Stored items
──────────
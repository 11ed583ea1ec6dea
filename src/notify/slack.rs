use super::Notifier;
use crate::config::SlackConfig;
use crate::error::NotifyError;
use async_trait::async_trait;
use reqwest::Client;
use serde::Deserialize;
use std::time::Duration;
use tracing::debug;

const POST_MESSAGE_URL: &str = "https://slack.com/api/chat.postMessage";

/// Posts listings through the Slack Web API as a bot user.
pub struct SlackNotifier {
    client: Client,
    token: String,
    username: String,
    icon_emoji: String,
}

#[derive(Debug, Deserialize)]
struct SlackResponse {
    ok: bool,
    error: Option<String>,
}

impl SlackNotifier {
    pub fn new(token: impl Into<String>, config: &SlackConfig) -> Result<Self, NotifyError> {
        let client = Client::builder().timeout(Duration::from_secs(15)).build()?;

        Ok(Self {
            client,
            token: token.into(),
            username: config.username.clone(),
            icon_emoji: config.icon_emoji.clone(),
        })
    }

    fn build_payload(&self, channel: &str, text: &str) -> serde_json::Value {
        serde_json::json!({
            "channel": channel,
            "text": text,
            "username": self.username,
            "icon_emoji": self.icon_emoji,
        })
    }
}

#[async_trait]
impl Notifier for SlackNotifier {
    async fn post_message(&self, channel: &str, text: &str) -> Result<(), NotifyError> {
        let response = self
            .client
            .post(POST_MESSAGE_URL)
            .bearer_auth(&self.token)
            .json(&self.build_payload(channel, text))
            .send()
            .await?
            .error_for_status()?;

        let body: SlackResponse = response.json().await?;
        if !body.ok {
            return Err(NotifyError::Rejected {
                channel: channel.to_string(),
                reason: body.error.unwrap_or_else(|| "unknown error".to_string()),
            });
        }

        debug!("Posted to {}", channel);
        Ok(())
    }
}
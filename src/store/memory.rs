use super::ListingStore;
use crate::error::StoreError;
use crate::models::PersistedListing;
use async_trait::async_trait;
use std::collections::HashMap;
use tokio::sync::Mutex;

/// Non-durable store for dry runs and tests.
#[derive(Default)]
pub struct MemoryStore {
    listings: Mutex<HashMap<String, PersistedListing>>,
}

impl MemoryStore {
    pub fn new() -> Self {
        Self::default()
    }

    pub async fn get(&self, external_id: &str) -> Option<PersistedListing> {
        self.listings.lock().await.get(external_id).cloned()
    }
}

#[async_trait]
impl ListingStore for MemoryStore {
    async fn exists(&self, external_id: &str) -> Result<bool, StoreError> {
        Ok(self.listings.lock().await.contains_key(external_id))
    }

    async fn insert(&self, listing: &PersistedListing) -> Result<(), StoreError> {
        let mut listings = self.listings.lock().await;
        if listings.contains_key(&listing.external_id) {
            return Err(StoreError::Duplicate {
                external_id: listing.external_id.clone(),
            });
        }
        listings.insert(listing.external_id.clone(), listing.clone());
        Ok(())
    }

    async fn count(&self) -> Result<u64, StoreError> {
        Ok(self.listings.lock().await.len() as u64)
    }
}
──────────
ABOUT THIS EXERCISE:
Copy out the records above exactly and completely.

ANSWER SECTION:
repository 11ed583ea1ec6dea
filename src/notify/slack.rs
use super::Notifier;
use crate::config::SlackConfig;
use crate::error::NotifyError;
use async_trait::async_trait;
use reqwest::Client;
use serde::Deserialize;
use std::time::Duration;
use tracing::debug;

const POST_MESSAGE_URL: &str = "https://slack.com/api/chat.postMessage";

/// Posts listings through the Slack Web API as a bot user.
pub struct SlackNotifier {
    client: Client,
    token: String,
    username: String,
    icon_emoji: String,
}

#[derive(Debug, Deserialize)]
struct SlackResponse {
    ok: bool,
    error: Option<String>,
}

impl SlackNotifier {
    pub fn new(token: impl Into<String>, config: &SlackConfig) -> Result<Self, NotifyError> {
        let client = Client::builder().timeout(Duration::from_secs(15)).build()?;

        Ok(Self {
            client,
            token: token.into(),
            username: config.username.clone(),
            icon_emoji: config.icon_emoji.clone(),
        })
    }

    fn build_payload(&self, channel: &str, text: &str) -> serde_json::Value {
        serde_json::json!({
            "channel": channel,
            "text": text,
            "username": self.username,
            "icon_emoji": self.icon_emoji,
        })
    }
}

#[async_trait]
impl Notifier for SlackNotifier {
    async fn post_message(&self, channel: &str, text: &str) -> Result<(), NotifyError> {
        let response = self
            .client
            .post(POST_MESSAGE_URL)
            .bearer_auth(&self.token)
            .json(&self.build_payload(channel, text))
            .send()
            .await?
            .error_for_status()?;

        let body: SlackResponse = response.json().await?;
        if !body.ok {
            return Err(NotifyError::Rejected {
                channel: channel.to_string(),
                reason: body.error.unwrap_or_else(|| "unknown error".to_string()),
            });
        }

        debug!("Posted to {}", channel);
        Ok(())
    }
}
filename src/store/memory.rs
use super::ListingStore;
use crate::error::StoreError;
use crate::models::PersistedListing;
use async_trait::async_trait;
use std::collections::HashMap;
use tokio::sync::Mutex;

/// Non-durable store for dry runs and tests.
#[derive(Default)]
pub struct MemoryStore {
    listings: Mutex<HashMap<String, PersistedListing>>,
}

impl MemoryStore {
    pub fn new() -> Self {
        Self::default()
    }

    pub async fn get(&self, external_id: &str) -> Option<PersistedListing> {
        self.listings.lock().await.get(external_id).cloned()
    }
}

#[async_trait]
impl ListingStore for MemoryStore {
    async fn exists(&self, external_id: &str) -> Result<bool, StoreError> {
        Ok(self.listings.lock().await.contains_key(external_id))
    }

    async fn insert(&self, listing: &PersistedListing) -> Result<(), StoreError> {
        let mut listings = self.listings.lock().await;
        if listings.contains_key(&listing.external_id) {
            return Err(StoreError::Duplicate {
                external_id: listing.external_id.clone(),
            });
        }
        listings.insert(listing.external_id.clone(), listing.clone());
        Ok(())
    }

    async fn count(&self) -> Result<u64, StoreError> {
        Ok(self.listings.lock().await.len() as u64)
    }
}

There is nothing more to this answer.